Start of Records provided

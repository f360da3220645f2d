pub mod board;
pub mod common;
pub mod faction;
pub mod player;

pub use board::{BoardState, Layer, NoSpaceError};
pub use common::{PlayerId, Position};
pub use faction::Faction;
pub use player::{PlayerEntity, PlayerStatus, parse_pseudo};
//! Game driver with automatic checkpoints.
//!
//! A [`Session`] owns one [`Game`] plus the repository it checkpoints into.
//! Every operation that changes persistent state saves a snapshot keyed by the
//! current turn; queued intents are not persisted and are lost on resume.
//!
//! A failed checkpoint does not roll the game back. The in-memory game is then
//! ahead of the store until [`Session::checkpoint`] succeeds.

use skirmish_core::{
    Faction, Game, GameConfig, GameSnapshot, MoveDelta, MoveOutcome, PlayerId, Position,
    TurnReport,
};

use crate::error::{Result, RuntimeError};
use crate::repository::{RepositoryError, SnapshotRepository};

pub struct Session<R: SnapshotRepository> {
    game_id: String,
    game: Game,
    repository: R,
}

impl<R: SnapshotRepository> Session<R> {
    /// Creates a fresh game and stores its initial snapshot.
    ///
    /// Without a `seed` a random one is drawn, so placements differ per run.
    pub fn create(
        game_id: impl Into<String>,
        config: GameConfig,
        seed: Option<u64>,
        repository: R,
    ) -> Result<Self> {
        let game_id = game_id.into();
        let seed = seed.unwrap_or_else(rand::random);
        let game = Game::with_seed(config, seed)?;

        let session = Self {
            game_id,
            game,
            repository,
        };
        session.checkpoint()?;

        tracing::info!(
            game_id = %session.game_id,
            seed,
            width = config.width,
            height = config.height,
            turn_limit = config.turn_limit,
            "session created"
        );
        Ok(session)
    }

    /// Rebuilds a session from the latest stored snapshot of `game_id`.
    pub fn resume(game_id: impl Into<String>, repository: R) -> Result<Self> {
        let game_id = game_id.into();
        let snapshot = repository
            .latest(&game_id)?
            .ok_or_else(|| RuntimeError::MissingSnapshot(game_id.clone()))?;
        let game = Game::from_snapshot(snapshot)?;

        tracing::info!(
            game_id = %game_id,
            turn = game.current_turn(),
            status = %game.status(),
            "session resumed"
        );
        Ok(Self {
            game_id,
            game,
            repository,
        })
    }

    pub fn game_id(&self) -> &str {
        &self.game_id
    }

    pub fn game(&self) -> &Game {
        &self.game
    }

    pub fn repository(&self) -> &R {
        &self.repository
    }

    pub fn snapshot(&self) -> GameSnapshot {
        self.game.snapshot()
    }

    pub fn place(
        &mut self,
        pseudo: &str,
        faction: Faction,
        sight_distance: u32,
    ) -> Result<PlayerId> {
        let id = self.game.place(pseudo, faction, sight_distance)?;
        self.checkpoint()?;
        Ok(id)
    }

    pub fn attach(
        &mut self,
        pseudo: &str,
        faction: Faction,
        sight_distance: u32,
    ) -> Result<PlayerId> {
        let id = self.game.attach(pseudo, faction, sight_distance)?;
        self.checkpoint()?;
        Ok(id)
    }

    pub fn place_player(&mut self, id: PlayerId) -> Result<Position> {
        let position = self.game.place_player(id)?;
        self.checkpoint()?;
        Ok(position)
    }

    pub fn start(&mut self) -> Result<()> {
        self.game.start()?;
        self.checkpoint()
    }

    pub fn stop(&mut self) -> Result<()> {
        self.game.stop()?;
        self.checkpoint()
    }

    pub fn register_action(
        &mut self,
        player: PlayerId,
        delta: impl Into<MoveDelta>,
    ) -> Result<()> {
        self.game.register_action(player, delta)?;
        Ok(())
    }

    /// Resolves and commits the turn, logs every resolution and checkpoints.
    ///
    /// When only the checkpoint fails the committed report is handed back
    /// inside [`RuntimeError::CheckpointFailed`].
    pub fn process_actions(&mut self) -> Result<TurnReport> {
        let report = self.game.process_actions()?;

        for resolution in &report.resolutions {
            match resolution.outcome {
                MoveOutcome::Rejected(reason) => tracing::info!(
                    game_id = %self.game_id,
                    turn = report.turn,
                    player = %resolution.player,
                    dx = resolution.requested.dx,
                    dy = resolution.requested.dy,
                    %reason,
                    "move rejected"
                ),
                outcome => tracing::info!(
                    game_id = %self.game_id,
                    turn = report.turn,
                    player = %resolution.player,
                    from = ?resolution.from,
                    to = ?resolution.to,
                    ?outcome,
                    "player moved"
                ),
            }
            if let Some(victim) = resolution.defeated {
                tracing::info!(
                    game_id = %self.game_id,
                    turn = report.turn,
                    wolf = %resolution.player,
                    villager = %victim,
                    "villager defeated"
                );
            }
        }

        if let Err(source) = self.save_snapshot() {
            tracing::warn!(
                game_id = %self.game_id,
                turn = report.turn,
                error = %source,
                "turn committed without checkpoint"
            );
            return Err(RuntimeError::CheckpointFailed {
                report: Box::new(report),
                source,
            });
        }
        if report.game_over {
            tracing::info!(
                game_id = %self.game_id,
                wolves = self.game.living(Faction::Wolf),
                villagers = self.game.living(Faction::Villager),
                "game over"
            );
        }
        Ok(report)
    }

    /// Saves the current game under its current turn.
    ///
    /// Called by every mutating operation; call it directly to retry after a
    /// failed checkpoint.
    pub fn checkpoint(&self) -> Result<()> {
        Ok(self.save_snapshot()?)
    }

    fn save_snapshot(&self) -> std::result::Result<(), RepositoryError> {
        let turn = self.game.current_turn();
        self.repository
            .save(&self.game_id, turn, &self.game.snapshot())?;
        tracing::debug!(game_id = %self.game_id, turn, "checkpoint saved");
        Ok(())
    }
}

#[cfg(test)]
mod tests {
    use std::sync::atomic::{AtomicBool, Ordering};

    use super::*;
    use crate::repository::{self, InMemorySnapshotRepo};

    /// In-memory store whose saves can be switched off.
    #[derive(Default)]
    struct FlakyRepo {
        inner: InMemorySnapshotRepo,
        refuse_saves: AtomicBool,
    }

    impl SnapshotRepository for FlakyRepo {
        fn save(
            &self,
            game_id: &str,
            turn: u32,
            snapshot: &GameSnapshot,
        ) -> repository::Result<()> {
            if self.refuse_saves.load(Ordering::SeqCst) {
                return Err(RepositoryError::Serialization("disk full".into()));
            }
            self.inner.save(game_id, turn, snapshot)
        }

        fn load(&self, game_id: &str, turn: u32) -> repository::Result<Option<GameSnapshot>> {
            self.inner.load(game_id, turn)
        }

        fn exists(&self, game_id: &str, turn: u32) -> bool {
            self.inner.exists(game_id, turn)
        }

        fn delete(&self, game_id: &str, turn: u32) -> repository::Result<()> {
            self.inner.delete(game_id, turn)
        }

        fn list_turns(&self, game_id: &str) -> repository::Result<Vec<u32>> {
            self.inner.list_turns(game_id)
        }
    }

    fn session() -> Session<InMemorySnapshotRepo> {
        Session::create(
            "test",
            GameConfig::new(3, 6, 4, 4),
            Some(11),
            InMemorySnapshotRepo::new(),
        )
        .unwrap()
    }

    #[test]
    fn create_stores_initial_snapshot() {
        let session = session();
        assert_eq!(session.repository().list_turns("test").unwrap(), vec![0]);
        assert_eq!(session.game().seed(), 11);
    }

    #[test]
    fn engine_errors_are_wrapped() {
        let mut session = session();
        assert!(matches!(
            session.register_action(PlayerId(0), (1, 0)),
            Err(RuntimeError::Turn(_))
        ));
        assert!(matches!(
            session.place("", Faction::Wolf, 1),
            Err(RuntimeError::Place(_))
        ));
    }

    #[test]
    fn every_turn_is_checkpointed() {
        let mut session = session();
        let wolf = session.place("a", Faction::Wolf, 1).unwrap();
        session.place("A", Faction::Villager, 1).unwrap();
        session.start().unwrap();

        for _ in 0..3 {
            session.register_action(wolf, (0, 1)).unwrap();
            session.process_actions().unwrap();
        }

        assert_eq!(
            session.repository().list_turns("test").unwrap(),
            vec![0, 1, 2, 3]
        );
        assert_eq!(
            session.repository().latest("test").unwrap(),
            Some(session.snapshot())
        );
    }

    #[test]
    fn failed_checkpoint_returns_committed_report() {
        let mut session = Session::create(
            "flaky",
            GameConfig::new(3, 6, 4, 4),
            Some(11),
            FlakyRepo::default(),
        )
        .unwrap();
        let wolf = session.place("a", Faction::Wolf, 1).unwrap();
        session.start().unwrap();

        session.repository().refuse_saves.store(true, Ordering::SeqCst);
        session.register_action(wolf, (0, 1)).unwrap();
        let Err(RuntimeError::CheckpointFailed { report, .. }) = session.process_actions() else {
            panic!("expected a checkpoint failure");
        };

        assert_eq!(report.turn, 0);
        assert_eq!(report.resolutions.len(), 1);
        assert_eq!(session.game().current_turn(), 1);
        assert_eq!(session.repository().list_turns("flaky").unwrap(), vec![0]);

        session.repository().refuse_saves.store(false, Ordering::SeqCst);
        session.checkpoint().unwrap();
        assert_eq!(
            session.repository().latest("flaky").unwrap(),
            Some(session.snapshot())
        );
    }
}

End of Records provided

** What to do **
Please copy the line that holds "assert_eq!(report.turn, 0);" and each line under it through the last line above, exactly as they stand, adding nothing.

** Solution below **
        assert_eq!(report.turn, 0);
        assert_eq!(report.resolutions.len(), 1);
        assert_eq!(session.game().current_turn(), 1);
        assert_eq!(session.repository().list_turns("flaky").unwrap(), vec![0]);

        session.repository().refuse_saves.store(false, Ordering::SeqCst);
        session.checkpoint().unwrap();
        assert_eq!(
            session.repository().latest("flaky").unwrap(),
            Some(session.snapshot())
        );
    }
}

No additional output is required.